— What is needed —
Which lines in the records below mention the word "segments"? Copy each one out.

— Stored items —
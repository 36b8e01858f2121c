//! Text input widget for one side of the comparison.

use crate::display::{expand_line, skip_cells};
use crate::event::TextSide;
use crate::state::TextCursor;
use crate::traits::ThemeProvider;
use ratatui::prelude::*;
use ratatui::widgets::{Block, Borders, Widget};

/// Widget for rendering one editable text.
pub struct TextInputWidget<'a, T: ThemeProvider> {
    /// Which text this input shows.
    side: TextSide,
    /// Current text from the store.
    text: &'a str,
    /// Cursor within the text.
    cursor: &'a TextCursor,
    /// Whether this input is focused.
    focused: bool,
    /// Theme provider.
    theme: &'a T,
}

impl<'a, T: ThemeProvider> TextInputWidget<'a, T> {
    pub fn new(
        side: TextSide,
        text: &'a str,
        cursor: &'a TextCursor,
        focused: bool,
        theme: &'a T,
    ) -> Self {
        Self {
            side,
            text,
            cursor,
            focused,
            theme,
        }
    }
}

impl<T: ThemeProvider> Widget for TextInputWidget<'_, T> {
    fn render(self, area: Rect, buf: &mut Buffer) {
        let border_color = if self.focused {
            self.theme.focused_border()
        } else {
            self.theme.unfocused_border()
        };

        let block = Block::default()
            .borders(Borders::ALL)
            .border_style(Style::default().fg(border_color))
            .title(format!(" {} ", self.side.label()));

        let inner = block.inner(area);
        block.render(area, buf);

        if inner.width == 0 || inner.height == 0 {
            return;
        }

        let cursor_line = self.cursor.line(self.text);
        let cursor_col = self.cursor.column(self.text);

        if self.text.is_empty() {
            buf.set_stringn(
                inner.x,
                inner.y,
                self.side.placeholder(),
                inner.width as usize,
                Style::default().fg(self.theme.placeholder_foreground()),
            );
        } else {
            // Scroll so the cursor stays in view (columns are cells)
            let height = inner.height as usize;
            let width = inner.width as usize;
            let v_scroll = cursor_line.saturating_sub(height - 1);
            let h_scroll = cursor_col.saturating_sub(width - 1);

            for (i, line) in self.text.split('\n').skip(v_scroll).take(height).enumerate() {
                let expanded = expand_line(line);
                let visible = skip_cells(&expanded, h_scroll);
                buf.set_stringn(inner.x, inner.y + i as u16, &visible, width, Style::default());
            }

            if self.focused {
                let x = inner.x + (cursor_col - h_scroll) as u16;
                let y = inner.y + (cursor_line - v_scroll) as u16;
                buf.set_style(
                    Rect::new(x, y, 1, 1),
                    Style::default().bg(Color::White).fg(Color::Black),
                );
            }
            return;
        }

        if self.focused {
            buf.set_style(
                Rect::new(inner.x, inner.y, 1, 1),
                Style::default().bg(Color::White).fg(Color::Black),
            );
        }
    }
}

#[cfg(test)]
mod tests {
    use super::*;
    use crate::traits::DefaultTheme;

    fn row(buf: &Buffer, y: u16) -> String {
        (0..buf.area.width)
            .map(|x| buf[(x, y)].symbol().to_string())
            .collect()
    }

    #[test]
    fn test_placeholder_when_empty() {
        let theme = DefaultTheme;
        let cursor = TextCursor::default();
        let mut buf = Buffer::empty(Rect::new(0, 0, 30, 4));

        TextInputWidget::new(TextSide::Original, "", &cursor, false, &theme)
            .render(buf.area, &mut buf);

        assert!(row(&buf, 0).contains("Original Text"));
        assert!(row(&buf, 1).contains("Enter original text..."));
    }

    #[test]
    fn test_scrolls_to_cursor() {
        let theme = DefaultTheme;
        let text = "one\ntwo\nthree\nfour";
        let cursor = TextCursor::at_end(text);
        let mut buf = Buffer::empty(Rect::new(0, 0, 20, 4));

        TextInputWidget::new(TextSide::Modified, text, &cursor, true, &theme)
            .render(buf.area, &mut buf);

        // Two visible rows: the last two lines
        assert!(row(&buf, 1).contains("three"));
        assert!(row(&buf, 2).contains("four"));
    }

    fn cursor_x(buf: &Buffer, y: u16) -> Vec<u16> {
        (0..buf.area.width)
            .filter(|&x| buf[(x, y)].bg == Color::White)
            .collect()
    }

    #[test]
    fn test_cursor_after_wide_chars() {
        let theme = DefaultTheme;
        let text = "日本";
        let cursor = TextCursor::at_end(text);
        let mut buf = Buffer::empty(Rect::new(0, 0, 20, 3));

        TextInputWidget::new(TextSide::Original, text, &cursor, true, &theme)
            .render(buf.area, &mut buf);

        // Text covers x=1..=4, the cursor sits right after it
        assert_eq!(buf[(1, 1)].symbol(), "日");
        assert_eq!(buf[(3, 1)].symbol(), "本");
        assert_eq!(cursor_x(&buf, 1), vec![5]);
    }

    #[test]
    fn test_horizontal_scroll_by_cells() {
        let theme = DefaultTheme;
        let text = "日本語テキスト";
        let cursor = TextCursor::at_end(text);
        let mut buf = Buffer::empty(Rect::new(0, 0, 8, 3));

        TextInputWidget::new(TextSide::Original, text, &cursor, true, &theme)
            .render(buf.area, &mut buf);

        // 14 cells of text in a 6 cell input: cursor pinned to the last cell
        assert_eq!(cursor_x(&buf, 1), vec![6]);
        assert_eq!(buf[(4, 1)].symbol(), "ト");
    }

    #[test]
    fn test_tabs_are_expanded() {
        let theme = DefaultTheme;
        let text = "\tx";
        let cursor = TextCursor::at_end(text);
        let mut buf = Buffer::empty(Rect::new(0, 0, 20, 3));

        TextInputWidget::new(TextSide::Modified, text, &cursor, true, &theme)
            .render(buf.area, &mut buf);

        assert_eq!(buf[(5, 1)].symbol(), "x");
        assert_eq!(cursor_x(&buf, 1), vec![6]);
    }
}
//! State management for the text diff widget.

mod navigation;
mod text_cursor;
mod viewer_state;

pub use navigation::{NavigationState, Pane};
pub use text_cursor::TextCursor;
pub use viewer_state::TextDiffState;
//! Extension traits for injecting collaborators into the widget.

mod theme_provider;
mod tool_state;

pub use theme_provider::{DefaultTheme, ThemeProvider};
pub use tool_state::ToolStateStore;
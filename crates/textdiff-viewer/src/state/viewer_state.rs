//! Main state for the text diff widget.

use super::{NavigationState, Pane, TextCursor};
use crate::action::DiffAction;
use crate::diff::{compute_text_diff, DiffOptions};
use crate::event::{DiffEvent, TextSide};
use crate::model::{DiffResult, DisplayRow, ExpandedSections};
use crate::traits::ToolStateStore;

/// Main state for the text diff widget.
///
/// Holds everything local to the widget. The texts themselves live in the
/// [`ToolStateStore`] passed to each call.
#[derive(Debug, Clone)]
pub struct TextDiffState {
    /// Result of the last comparison.
    pub result: DiffResult,
    /// Sections expanded in the current result.
    pub expanded: ExpandedSections,
    /// Options used for the next comparison.
    pub options: DiffOptions,
    /// Focused pane.
    pub focus: Pane,
    /// Cursor/scroll within the result.
    pub nav: NavigationState,
    /// Cursor in text1.
    pub original_cursor: TextCursor,
    /// Cursor in text2.
    pub modified_cursor: TextCursor,
    /// Result viewport height (for scroll calculations)
    pub viewport_height: usize,

    /// Cached display rows (invalidated on compare and toggle).
    cached_rows: Option<Vec<DisplayRow>>,
}

impl Default for TextDiffState {
    fn default() -> Self {
        Self::new(DiffOptions::default())
    }
}

impl TextDiffState {
    /// Create a new widget state with no result.
    pub fn new(options: DiffOptions) -> Self {
        Self {
            result: DiffResult::default(),
            expanded: ExpandedSections::new(),
            options,
            focus: Pane::default(),
            nav: NavigationState::new(),
            original_cursor: TextCursor::default(),
            modified_cursor: TextCursor::default(),
            viewport_height: 20, // Default, will be updated on render
            cached_rows: None,
        }
    }

    /// Whether there is a result to show.
    pub fn has_result(&self) -> bool {
        !self.result.is_empty()
    }

    // === Cache accessors ===

    /// Get display rows for the current result (cached).
    pub fn display_rows(&mut self) -> &[DisplayRow] {
        if self.cached_rows.is_none() {
            self.cached_rows = Some(self.result.display_rows(&self.expanded));
        }
        self.cached_rows.as_deref().unwrap_or_default()
    }

    /// Number of display rows (uses cache).
    pub fn row_count(&mut self) -> usize {
        self.display_rows().len()
    }

    fn invalidate_rows(&mut self) {
        self.cached_rows = None;
    }

    // === Operations ===

    /// Replace text1 in the store, keeping text2.
    pub fn edit_text1<S>(&mut self, store: &mut S, value: String) -> DiffEvent
    where
        S: ToolStateStore + ?Sized,
    {
        let text2 = store.text_diff().text2.clone();
        let len = value.len();
        store.set_text_diff(value, text2);
        DiffEvent::TextChanged {
            side: TextSide::Original,
            len,
        }
    }

    /// Replace text2 in the store, keeping text1.
    pub fn edit_text2<S>(&mut self, store: &mut S, value: String) -> DiffEvent
    where
        S: ToolStateStore + ?Sized,
    {
        let text1 = store.text_diff().text1.clone();
        let len = value.len();
        store.set_text_diff(text1, value);
        DiffEvent::TextChanged {
            side: TextSide::Modified,
            len,
        }
    }

    /// Compare the store's texts, replacing the result and collapsing every section.
    pub fn compare<S>(&mut self, store: &S) -> DiffEvent
    where
        S: ToolStateStore + ?Sized,
    {
        let pair = store.text_diff();
        self.result = compute_text_diff(&pair.text1, &pair.text2, &self.options);
        self.expanded.clear();
        self.nav = NavigationState::new();
        self.invalidate_rows();

        log::debug!(
            "Compare: {} changes in {} segments",
            self.result.change_count(),
            self.result.segments.len()
        );

        DiffEvent::Compared {
            segments: self.result.segments.len(),
            additions: self.result.additions(),
            deletions: self.result.deletions(),
        }
    }

    /// Flip a section between expanded and collapsed.
    ///
    /// Ids that are not a collapsible section of the current result are
    /// ignored, so the expanded set never refers to stale sections.
    pub fn toggle_section(&mut self, id: &str) -> Option<DiffEvent> {
        if !self.result.is_section(id) {
            log::debug!("Ignoring toggle of unknown section {}", id);
            return None;
        }

        let expanded = self.expanded.toggle(id);
        self.invalidate_rows();
        self.clamp_cursor();
        Some(DiffEvent::SectionToggled {
            id: id.to_string(),
            expanded,
        })
    }

    /// Expand every section of the current result.
    pub fn expand_all(&mut self) {
        self.expanded = self.result.section_ids().collect();
        self.invalidate_rows();
    }

    /// Collapse every section.
    pub fn collapse_all(&mut self) {
        self.expanded.clear();
        self.invalidate_rows();
        self.clamp_cursor();
    }

    fn clamp_cursor(&mut self) {
        let rows = self.row_count();
        self.nav.clamp(rows, self.viewport_height);
    }

    /// Section id owning the row under the result cursor, if collapsible.
    pub fn section_at_cursor(&mut self) -> Option<String> {
        let cursor = self.nav.cursor_row;
        let segment = self.display_rows().get(cursor)?.segment();
        if self.result.is_collapsible(segment) {
            self.result.segments.get(segment).map(|s| s.id.clone())
        } else {
            None
        }
    }

    /// Handle an action, returning any resulting events.
    ///
    /// This is the main entry point for processing user actions. The
    /// orchestrating application maps key events to DiffAction variants.
    pub fn handle_action<S>(&mut self, store: &mut S, action: DiffAction) -> Vec<DiffEvent>
    where
        S: ToolStateStore + ?Sized,
    {
        let mut events = Vec::new();

        if action.is_edit_action() {
            if let Some(event) = self.handle_edit_action(store, &action) {
                events.push(event);
            }
            return events;
        }

        if action.is_navigation() {
            if self.focus == Pane::Result {
                self.handle_navigation(&action);
            } else {
                // Up/Down move between lines of the focused input
                self.handle_edit_action(store, &action);
            }
            return events;
        }

        let event = match action {
            DiffAction::FocusNext => {
                self.focus = self.focus.next();
                None
            }
            DiffAction::FocusPrev => {
                self.focus = self.focus.prev();
                None
            }
            DiffAction::Focus(pane) => {
                self.focus = pane;
                None
            }
            DiffAction::Compare => Some(self.compare(&*store)),
            DiffAction::ToggleSection(id) => self.toggle_section(&id),
            DiffAction::ToggleSectionAtCursor => self
                .section_at_cursor()
                .and_then(|id| self.toggle_section(&id)),
            DiffAction::ExpandAll => {
                self.expand_all();
                None
            }
            DiffAction::CollapseAll => {
                self.collapse_all();
                None
            }
            DiffAction::Close => Some(DiffEvent::Close),
            DiffAction::SetViewport { width: _, height } => {
                self.viewport_height = height as usize;
                None
            }
            // Routed above
            _ => None,
        };

        events.extend(event);
        events
    }

    /// Handle editing actions against the focused input.
    fn handle_edit_action<S>(&mut self, store: &mut S, action: &DiffAction) -> Option<DiffEvent>
    where
        S: ToolStateStore + ?Sized,
    {
        let side = match self.focus {
            Pane::Original => TextSide::Original,
            Pane::Modified => TextSide::Modified,
            Pane::Result => return None,
        };

        let new_value = {
            let pair = store.text_diff();
            let (text, cursor) = match side {
                TextSide::Original => (pair.text1.as_str(), &mut self.original_cursor),
                TextSide::Modified => (pair.text2.as_str(), &mut self.modified_cursor),
            };

            match action {
                DiffAction::InsertChar(c) => Some(cursor.insert_char(text, *c)),
                DiffAction::InsertStr(s) => Some(cursor.insert_str(text, s)),
                DiffAction::Newline => Some(cursor.insert_char(text, '\n')),
                DiffAction::Backspace => cursor.delete_before(text),
                DiffAction::Delete => cursor.delete_at(text),
                DiffAction::ClearText => {
                    cursor.position = 0;
                    (!text.is_empty()).then(String::new)
                }
                DiffAction::CursorLeft => {
                    cursor.left(text);
                    None
                }
                DiffAction::CursorRight => {
                    cursor.right(text);
                    None
                }
                DiffAction::CursorHome => {
                    cursor.home(text);
                    None
                }
                DiffAction::CursorEnd => {
                    cursor.end(text);
                    None
                }
                DiffAction::CursorUp => {
                    cursor.up(text);
                    None
                }
                DiffAction::CursorDown => {
                    cursor.down(text);
                    None
                }
                _ => None,
            }
        }?;

        Some(match side {
            TextSide::Original => self.edit_text1(store, new_value),
            TextSide::Modified => self.edit_text2(store, new_value),
        })
    }

    /// Handle cursor and scroll actions in the result pane.
    fn handle_navigation(&mut self, action: &DiffAction) {
        let rows = self.row_count();
        let height = self.viewport_height;

        match action {
            DiffAction::CursorDown => {
                self.nav.cursor_down(rows);
                self.nav.ensure_cursor_visible(height);
            }
            DiffAction::CursorUp => {
                self.nav.cursor_up();
                self.nav.ensure_cursor_visible(height);
            }
            DiffAction::CursorFirst => self.nav.cursor_first(),
            DiffAction::CursorLast => {
                self.nav.cursor_last(rows);
                self.nav.ensure_cursor_visible(height);
            }
            DiffAction::ScrollPageDown => self.nav.scroll_page_down(height, rows),
            DiffAction::ScrollPageUp => self.nav.scroll_page_up(height),
            _ => {}
        }
    }
}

— Response below —
            "Compare: {} changes in {} segments",
            self.result.segments.len()
            segments: self.result.segments.len(),
            self.result.segments.get(segment).map(|s| s.id.clone())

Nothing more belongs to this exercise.